* **Problem to solve**: Among the lines below, list those containing the string "ImportSummary".

* **Extracted material**:
=== Section Start ===

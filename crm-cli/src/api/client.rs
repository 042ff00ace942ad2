//! HTTP client for the CRM REST API

use log::{debug, info};
use reqwest::multipart::{Form, Part};
use reqwest::{Client, RequestBuilder, Response};
use serde::de::DeserializeOwned;

use super::error::{ApiError, extract_error_message};
use super::models::{ColumnAnalysis, ConfirmRequest, ImportSummary};
use crate::config::Config;
use crate::import::file::SpreadsheetFile;

/// Client for the CRM REST API
#[derive(Debug, Clone)]
pub struct CrmClient {
    http: Client,
    base_url: String,
    token: Option<String>,
    check_path: String,
    confirm_path: String,
}

impl CrmClient {
    pub fn new(config: &Config) -> Self {
        Self {
            http: Client::new(),
            base_url: config.api.base_url.trim_end_matches('/').to_string(),
            token: config.api.token.clone().filter(|t| !t.is_empty()),
            check_path: config.import.check_path.clone(),
            confirm_path: config.import.confirm_path.clone(),
        }
    }

    pub fn base_url(&self) -> &str {
        &self.base_url
    }

    fn url(&self, path: &str) -> String {
        format!("{}/{}", self.base_url, path.trim_start_matches('/'))
    }

    fn authorize(&self, request: RequestBuilder) -> RequestBuilder {
        match &self.token {
            Some(token) => request.bearer_auth(token),
            None => request,
        }
    }

    /// Upload a spreadsheet for column analysis
    pub async fn check_import(&self, file: &SpreadsheetFile) -> Result<ColumnAnalysis, ApiError> {
        let url = self.url(&self.check_path);
        info!("Uploading {} ({} bytes) for analysis", file.name, file.bytes.len());

        let part = Part::bytes(file.bytes.clone())
            .file_name(file.name.clone())
            .mime_str(&file.upload_media_type())?;
        let form = Form::new().part("file", part);

        let response = self
            .authorize(self.http.post(&url).multipart(form))
            .send()
            .await?;

        let analysis: ColumnAnalysis = parse_response(response).await?;
        debug!(
            "Analysis: {} matched, {} unmatched, {} candidate fields",
            analysis.matched_columns.len(),
            analysis.unmatched_excel_columns.len(),
            analysis.all_db_columns.len()
        );
        Ok(analysis)
    }

    /// Import a previously analyzed file with the given column mapping
    pub async fn confirm_import(&self, request: &ConfirmRequest) -> Result<ImportSummary, ApiError> {
        let url = self.url(&self.confirm_path);
        info!(
            "Confirming import ({} mapped columns, extension {})",
            request.mapping.len(),
            request.file_extension
        );

        let response = self
            .authorize(self.http.post(&url).json(request))
            .send()
            .await?;

        parse_response(response).await
    }
}

/// Turn a response into either the decoded body or an `ApiError` carrying the
/// server's message
async fn parse_response<T: DeserializeOwned>(response: Response) -> Result<T, ApiError> {
    let status = response.status();
    let body = response.text().await?;

    if !status.is_success() {
        let message = extract_error_message(&body).unwrap_or_default();
        debug!("Server returned {}: {}", status, message);
        return Err(ApiError::Status { status, message });
    }

    serde_json::from_str(&body).map_err(|e| ApiError::Decode(e.to_string()))
}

=== Section End ===

* **Response to the task**:
use super::models::{ColumnAnalysis, ConfirmRequest, ImportSummary};
    pub async fn confirm_import(&self, request: &ConfirmRequest) -> Result<ImportSummary, ApiError> {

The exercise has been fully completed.